*** STORED DATA Section Begins ***

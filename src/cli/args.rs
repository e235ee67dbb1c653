use std::path::PathBuf;

use clap::{Args, Parser, Subcommand};

use silkflow::{Architecture, BitstreamOptions, DesignOptions, FullFlowParams, SetupParams};

const LONG_VERSION: &str = concat!(
    "- Version ",
    env!("CARGO_PKG_VERSION"),
    "\n© efabless Corporation 2021-present. All rights reserved."
);

#[derive(Parser, Debug)]
#[command(
    name = "Silkflow",
    bin_name = "silkflow",
    version = concat!("- Version ", env!("CARGO_PKG_VERSION")),
    long_version = LONG_VERSION,
    about = "Open-source FPGA flow: synthesis, pack, place, route and bitstream"
)]
pub struct CliArgs {
    /// Target FPGA family [default: $SYMBIFLOW_ARCH, else ice40]
    #[arg(long, global = true, value_enum, ignore_case = true)]
    pub arch: Option<Architecture>,

    /// Toolchain install prefix containing share/symbiflow
    /// [default: $SYMBIFLOW_BASE, else /opt/symbiflow]
    #[arg(long, global = true)]
    pub base: Option<PathBuf>,

    /// .tar.pixz archive to extract missing device files from
    /// [default: $SILKFLOW_PIXZ_ARCHIVE]
    #[arg(long, global = true)]
    pub archive: Option<PathBuf>,

    /// Enable debug logging
    #[arg(short, long, global = true, default_value_t = false)]
    pub verbose: bool,

    #[command(subcommand)]
    pub command: Commands,
}

#[derive(Subcommand, Debug)]
pub enum Commands {
    /// Synthesize
    Synth(SynthArgs),
    /// Pack
    Pack(VprArgs),
    /// Generate constraints
    #[command(alias = "generate_constraints")]
    GenerateConstraints(VprArgs),
    /// Place
    Place(VprArgs),
    /// Route
    Route(VprArgs),
    /// Write FASM
    #[command(alias = "write_fasm")]
    WriteFasm(VprArgs),
    /// Write bitstream
    #[command(alias = "write_bitstream")]
    WriteBitstream(BitstreamArgs),
    /// Full flow
    Run(RunArgs),
    /// Setup environment from .pixz file
    Setup(SetupArgs),
}

#[derive(Args, Debug)]
pub struct SynthArgs {
    /// Top module
    #[arg(short, long)]
    pub top_module: String,

    /// Verilog sources
    #[arg(required = true)]
    pub verilog_files: Vec<String>,
}

/// Options shared by the VPR-driven stages
#[derive(Args, Debug)]
pub struct VprArgs {
    /// Top module
    #[arg(short, long)]
    pub top_module: String,

    /// Target device, e.g. hx1k-tq144
    #[arg(short, long)]
    pub device: String,

    /// Synthesized netlist
    #[arg(short, long)]
    pub eblif: PathBuf,

    /// Device part (package variant)
    #[arg(short = 'P', long)]
    pub part: Option<String>,

    /// Pin constraints
    #[arg(short, long)]
    pub pcf: Option<PathBuf>,

    /// Packed netlist; <top>.net when omitted
    #[arg(short, long)]
    pub net: Option<PathBuf>,

    /// Timing constraints
    #[arg(short, long)]
    pub sdc: Option<PathBuf>,
}

impl From<VprArgs> for DesignOptions {
    fn from(args: VprArgs) -> Self {
        DesignOptions {
            top_module: args.top_module,
            device: args.device,
            eblif: args.eblif,
            part: args.part,
            pcf: args.pcf,
            net: args.net,
            sdc: args.sdc,
        }
    }
}

#[derive(Args, Debug)]
pub struct BitstreamArgs {
    /// Top module
    #[arg(short, long)]
    pub top_module: String,

    /// Target device, e.g. hx1k-tq144
    #[arg(short, long)]
    pub device: String,

    /// Output bitstream
    #[arg(short, long)]
    pub bit: PathBuf,

    /// FASM input
    #[arg(short, long)]
    pub fasm: PathBuf,

    /// Device part (package variant)
    #[arg(short = 'P', long)]
    pub part: Option<String>,
}

impl From<BitstreamArgs> for BitstreamOptions {
    fn from(args: BitstreamArgs) -> Self {
        BitstreamOptions {
            top_module: args.top_module,
            device: args.device,
            fasm: args.fasm,
            bit: Some(args.bit),
            part: args.part,
        }
    }
}

#[derive(Args, Debug)]
pub struct RunArgs {
    /// Top module
    #[arg(short, long)]
    pub top_module: String,

    /// Target device, e.g. hx1k-tq144
    #[arg(short, long)]
    pub device: String,

    /// Device part (package variant)
    #[arg(short = 'P', long)]
    pub part: String,

    /// Pin constraints
    #[arg(short, long)]
    pub pcf: Option<PathBuf>,

    /// Output bitstream; <top>.bin when omitted
    #[arg(short, long)]
    pub bit: Option<PathBuf>,

    /// Write a JSON summary of the run here
    #[arg(long)]
    pub report: Option<PathBuf>,

    /// Verilog sources
    #[arg(required = true)]
    pub verilog_files: Vec<String>,
}

impl RunArgs {
    pub fn flow_params(&self) -> FullFlowParams {
        FullFlowParams {
            top_module: self.top_module.clone(),
            device: self.device.clone(),
            part: self.part.clone(),
            pcf: self.pcf.clone(),
            bit: self.bit.clone(),
            verilog_files: self.verilog_files.clone(),
        }
    }
}

#[derive(Args, Debug)]
pub struct SetupArgs {
    /// Directory families are installed under
    #[arg(short, long)]
    pub install_dir: PathBuf,

    /// Family name, e.g. ice40
    #[arg(short, long)]
    pub family: String,

    /// Toolchain archive
    pub pixz_archive: PathBuf,
}

impl From<SetupArgs> for SetupParams {
    fn from(args: SetupArgs) -> Self {
        SetupParams {
            install_dir: args.install_dir,
            family: args.family,
            archive: args.pixz_archive,
        }
    }
}
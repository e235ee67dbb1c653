use std::fs;
use std::path::PathBuf;

use tracing::info;

use super::Flow;
use super::vpr::device_base;
use crate::core::params::BitstreamOptions;
use crate::error::{Error, Result};
use crate::io::process::{Capture, ToolRunner};
use crate::types::Architecture;

impl<R: ToolRunner> Flow<R> {
    /// Assemble the FASM into a device bitstream. Returns the bitstream path.
    pub fn write_bitstream(&mut self, opts: &BitstreamOptions) -> Result<PathBuf> {
        let arch = self.config.arch;
        match arch {
            Architecture::Ice40 => {
                let python_env = self.files.python_env(arch)?;
                let asc = PathBuf::from(format!("{}.asc", opts.top_module));

                let fasm2asc = self
                    .tool("python3")
                    .arg(self.files.arch_script(arch, "fasm_icebox/fasm2asc.py"))
                    .arg("--device")
                    .arg(device_base(&opts.device))
                    .arg(&opts.fasm)
                    .arg(&asc)
                    .envs(&python_env);
                self.runner.run(&fasm2asc, Capture::Inherit)?;

                let icepack = self.tool("icepack").arg(&asc).envs(&python_env);
                let bitstream = self.runner.run(&icepack, Capture::Stdout)?;

                let bit = opts.bitstream_file();
                fs::write(self.work_path(&bit), &bitstream.stdout)?;
                info!("Bitstream: {} ({} bytes)", bit.display(), bitstream.stdout.len());
                Ok(bit)
            }
            Architecture::Xc7 => Err(Error::NotImplemented(format!(
                "write_bitstream for {}",
                arch
            ))),
        }
    }
}
use thiserror::Error;

/// Application-specific errors for the CLI
#[derive(Debug, Error)]
pub enum AppError {
    #[error(transparent)]
    Flow(#[from] silkflow::Error),

    #[error("Could not initialize logging: {0}")]
    Logging(String),
}
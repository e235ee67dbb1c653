//! Core building blocks: configuration, the flow stages and their argument
//! builders, and diagnostic classification. These are the primitives
//! consumed by the high-level `api` module.
pub mod diagnostics;
pub mod flow;
pub mod params;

*** STORED DATA Section Ends ***

▶ _YOUR INSTRUCTIONS_
Find the word "Result" in the entries, and copy every line it shows up in.

▶ _ANSWER SPACE_
use crate::error::{Error, Result};
    pub fn write_bitstream(&mut self, opts: &BitstreamOptions) -> Result<PathBuf> {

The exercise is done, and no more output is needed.